Dit portret werd geschilderd in 1883 en is gemaakt in een stijl die je terugvindt in de meeste zelfportretten vanaf 1879. Op het schilderij zien we de volwassen Ensor afgebeeld. Het werk begon als een normaal portret, maar in 1888 besliste Ensor het werk grondig te bewerken. Zo voegde hij er de befaamde bebloemde hoed aan zijn werk toe alsook de in de hoeken de vier cirkelfragmenten. Het portret werd hiermee bezegend door een geheel andere inhoud en een grotere diepgang.
Door de toegevoegde elementen werd het namelijk een soort van toespeling op het alom bekende zelfportret van Rubens en toonde het de grote zelfbewustheid van de kunstenaar. Over de betekenis van de cirkelfragmenten is al veel over gediscussiërd. Eerst meende men dat het een soort van spiegel was waarin de schilder zichzelf bewonderde.

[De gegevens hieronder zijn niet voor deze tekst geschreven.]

// SPDX-License-Identifier: AGPL-3.0-or-later
//
// Copyright (C) 2026 Relational Network

//! # Storage Module
//!
//! Persistent storage in a single embedded redb file.
//!
//! ## Storage Layout
//!
//! ```text
//! $DATA_DIR/
//!   messaging.redb    # users, devices, identities, links, profiles,
//!                     # conversation metadata and their indexes
//! ```
//!
//! ## Important Notes
//!
//! - Every cross-entity mutation runs inside one write transaction
//! - Unique constraints are enforced through index tables, not by callers
//! - Webhook idempotency keys live in memory only

pub mod database;
pub mod idempotency;
pub mod ownership;
pub mod repository;

pub use database::{Database, DbError, DbResult};
pub use idempotency::IdempotencyCache;
pub use ownership::{OwnedResource, OwnershipCheck, OwnershipEnforcer};
pub use repository::{
    ConversationMetadata, ConversationMetadataRepository, Device, DeviceIdentity,
    DeviceRepository, IdentityOnDevice, IdentityRepository, MetadataPatch, Onboarding, Profile,
    ProfileRepository, PushTokens, User, UserRepository,
};

/// File name of the database under `DATA_DIR`.
pub const DATABASE_FILE: &str = "messaging.redb";
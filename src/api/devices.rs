// SPDX-License-Identifier: AGPL-3.0-or-later
//
// Copyright (C) 2026 Relational Network

use axum::{
    extract::{Path, State},
    http::StatusCode,
    Json,
};
use chrono::Utc;
use serde::Deserialize;
use utoipa::ToSchema;
use validator::Validate;

use super::notifications::unregister_installations;
use super::validation::ValidatedJson;
use crate::{
    auth::CurrentUser,
    error::ApiError,
    models::{DeviceOs, PushTokenType},
    state::AppState,
    storage::{Device, DeviceRepository, OwnershipCheck, User},
};

/// Request to register a new device.
#[derive(Debug, Clone, Deserialize, ToSchema, Validate)]
#[serde(rename_all = "camelCase")]
pub struct CreateDeviceRequest {
    #[validate(length(min = 1, max = 100))]
    pub name: Option<String>,
    pub os: DeviceOs,
    #[validate(length(min = 1, max = 512))]
    pub push_token: Option<String>,
    pub push_token_type: Option<PushTokenType>,
    #[validate(length(min = 1, max = 512))]
    pub expo_token: Option<String>,
    #[validate(length(max = 50))]
    pub app_version: Option<String>,
    #[validate(length(max = 50))]
    pub app_build: Option<String>,
}

impl CreateDeviceRequest {
    pub fn into_device(self, user_id: &str) -> Device {
        let mut device = Device::new(user_id, self.os, self.name);
        device.push_token = self.push_token;
        device.push_token_type = self.push_token_type;
        device.expo_token = self.expo_token;
        device.app_version = self.app_version;
        device.app_build = self.app_build;
        device
    }
}

/// Partial device update. Absent fields keep their stored value.
#[derive(Debug, Clone, Default, Deserialize, ToSchema, Validate)]
#[serde(rename_all = "camelCase")]
pub struct UpdateDeviceRequest {
    #[validate(length(min = 1, max = 100))]
    pub name: Option<String>,
    pub os: Option<DeviceOs>,
    #[validate(length(min = 1, max = 512))]
    pub push_token: Option<String>,
    pub push_token_type: Option<PushTokenType>,
    #[validate(length(min = 1, max = 512))]
    pub expo_token: Option<String>,
    #[validate(length(max = 50))]
    pub app_version: Option<String>,
    #[validate(length(max = 50))]
    pub app_build: Option<String>,
}

impl UpdateDeviceRequest {
    fn apply(self, device: &mut Device) {
        if let Some(name) = self.name {
            device.name = Some(name);
        }
        if let Some(os) = self.os {
            device.os = os;
        }
        if let Some(push_token) = self.push_token {
            device.push_token = Some(push_token);
        }
        if let Some(push_token_type) = self.push_token_type {
            device.push_token_type = Some(push_token_type);
        }
        if let Some(expo_token) = self.expo_token {
            device.expo_token = Some(expo_token);
        }
        if let Some(app_version) = self.app_version {
            device.app_version = Some(app_version);
        }
        if let Some(app_build) = self.app_build {
            device.app_build = Some(app_build);
        }
        device.updated_at = Utc::now();
    }
}

fn ensure_caller(user: &User, user_id: &str) -> Result<(), ApiError> {
    if user.id == user_id {
        Ok(())
    } else {
        Err(ApiError::forbidden("You do not have access to this user's devices"))
    }
}

#[utoipa::path(
    get,
    path = "/api/v1/devices/{userId}",
    params(("userId" = String, Path, description = "Owner of the devices")),
    tag = "Devices",
    security(("bearer_auth" = [])),
    responses(
        (status = 200, body = [Device]),
        (status = 403, description = "Not the caller's user id")
    )
)]
pub async fn list_devices(
    State(state): State<AppState>,
    CurrentUser(user): CurrentUser,
    Path(user_id): Path<String>,
) -> Result<Json<Vec<Device>>, ApiError> {
    ensure_caller(&user, &user_id)?;
    let devices = DeviceRepository::new(&state.db).list_by_user(&user.id)?;
    Ok(Json(devices))
}

#[utoipa::path(
    get,
    path = "/api/v1/devices/{userId}/{deviceId}",
    params(
        ("userId" = String, Path, description = "Owner of the device"),
        ("deviceId" = String, Path, description = "Device identifier")
    ),
    tag = "Devices",
    security(("bearer_auth" = [])),
    responses(
        (status = 200, body = Device),
        (status = 403, description = "Device belongs to another user"),
        (status = 404, description = "Device not found")
    )
)]
pub async fn get_device(
    State(state): State<AppState>,
    CurrentUser(user): CurrentUser,
    Path((user_id, device_id)): Path<(String, String)>,
) -> Result<Json<Device>, ApiError> {
    ensure_caller(&user, &user_id)?;
    let device = DeviceRepository::new(&state.db)
        .get(&device_id)
        .verify_owner(&user.id)?;
    Ok(Json(device))
}

#[utoipa::path(
    post,
    path = "/api/v1/devices/{userId}",
    params(("userId" = String, Path, description = "Owner of the new device")),
    request_body = CreateDeviceRequest,
    tag = "Devices",
    security(("bearer_auth" = [])),
    responses(
        (status = 201, body = Device),
        (status = 400, description = "Invalid request body"),
        (status = 403, description = "Not the caller's user id")
    )
)]
pub async fn create_device(
    State(state): State<AppState>,
    CurrentUser(user): CurrentUser,
    Path(user_id): Path<String>,
    ValidatedJson(request): ValidatedJson<CreateDeviceRequest>,
) -> Result<(StatusCode, Json<Device>), ApiError> {
    ensure_caller(&user, &user_id)?;
    let device = request.into_device(&user.id);
    DeviceRepository::new(&state.db).create(&device)?;

    tracing::info!(user_id = %user.id, device_id = %device.id, os = ?device.os, "Device registered");
    Ok((StatusCode::CREATED, Json(device)))
}

#[utoipa::path(
    put,
    path = "/api/v1/devices/{userId}/{deviceId}",
    params(
        ("userId" = String, Path, description = "Owner of the device"),
        ("deviceId" = String, Path, description = "Device identifier")
    ),
    request_body = UpdateDeviceRequest,
    tag = "Devices",
    security(("bearer_auth" = [])),
    responses(
        (status = 200, body = Device),
        (status = 403, description = "Device belongs to another user"),
        (status = 404, description = "Device not found")
    )
)]
pub async fn update_device(
    State(state): State<AppState>,
    CurrentUser(user): CurrentUser,
    Path((user_id, device_id)): Path<(String, String)>,
    ValidatedJson(request): ValidatedJson<UpdateDeviceRequest>,
) -> Result<Json<Device>, ApiError> {
    ensure_caller(&user, &user_id)?;
    let repo = DeviceRepository::new(&state.db);
    let mut device = repo.get(&device_id).verify_owner(&user.id)?;
    request.apply(&mut device);
    repo.update(&device)?;
    Ok(Json(device))
}

#[utoipa::path(
    delete,
    path = "/api/v1/devices/{userId}/{deviceId}",
    params(
        ("userId" = String, Path, description = "Owner of the device"),
        ("deviceId" = String, Path, description = "Device identifier")
    ),
    tag = "Devices",
    security(("bearer_auth" = [])),
    responses(
        (status = 204, description = "Device and its identity links removed"),
        (status = 403, description = "Device belongs to another user"),
        (status = 404, description = "Device not found")
    )
)]
pub async fn delete_device(
    State(state): State<AppState>,
    CurrentUser(user): CurrentUser,
    Path((user_id, device_id)): Path<(String, String)>,
) -> Result<StatusCode, ApiError> {
    ensure_caller(&user, &user_id)?;
    let repo = DeviceRepository::new(&state.db);
    repo.get(&device_id).verify_owner(&user.id)?;
    let installations = repo.delete(&device_id)?;

    tracing::info!(
        user_id = %user.id,
        device_id = %device_id,
        installations = installations.len(),
        "Device deleted"
    );
    unregister_installations(&state, &installations).await;
    Ok(StatusCode::NO_CONTENT)
}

Later dachten mensen dan weer dat het duidde op een aureool en dat er dus een associatie was met Christus, maar algemeen wordt aangenomen dat het een inspeling is op een barok, Engels damesportret waarop gelijkaardige bogen waar te nemen zijn.
Anekdote :
Twee jaar na een ophefmakende kunstdiefstal uit het Oostendse museum vonden een gezin uit Rumbeke in 1980 tijdens een dagje aan zee een schilderij van Ensor terug, in het zand, in de duinen van Mariakerke.
En die stranddag is belangrijk in de kunstgeschiedenis van ons land. Ze vonden in de duinen één van de drie Ensors die in maart 1978 gestolen waren uit het stedelijke museum op het Wapenplein in Oostende. "Het doek zat in een zwart plastiek pak.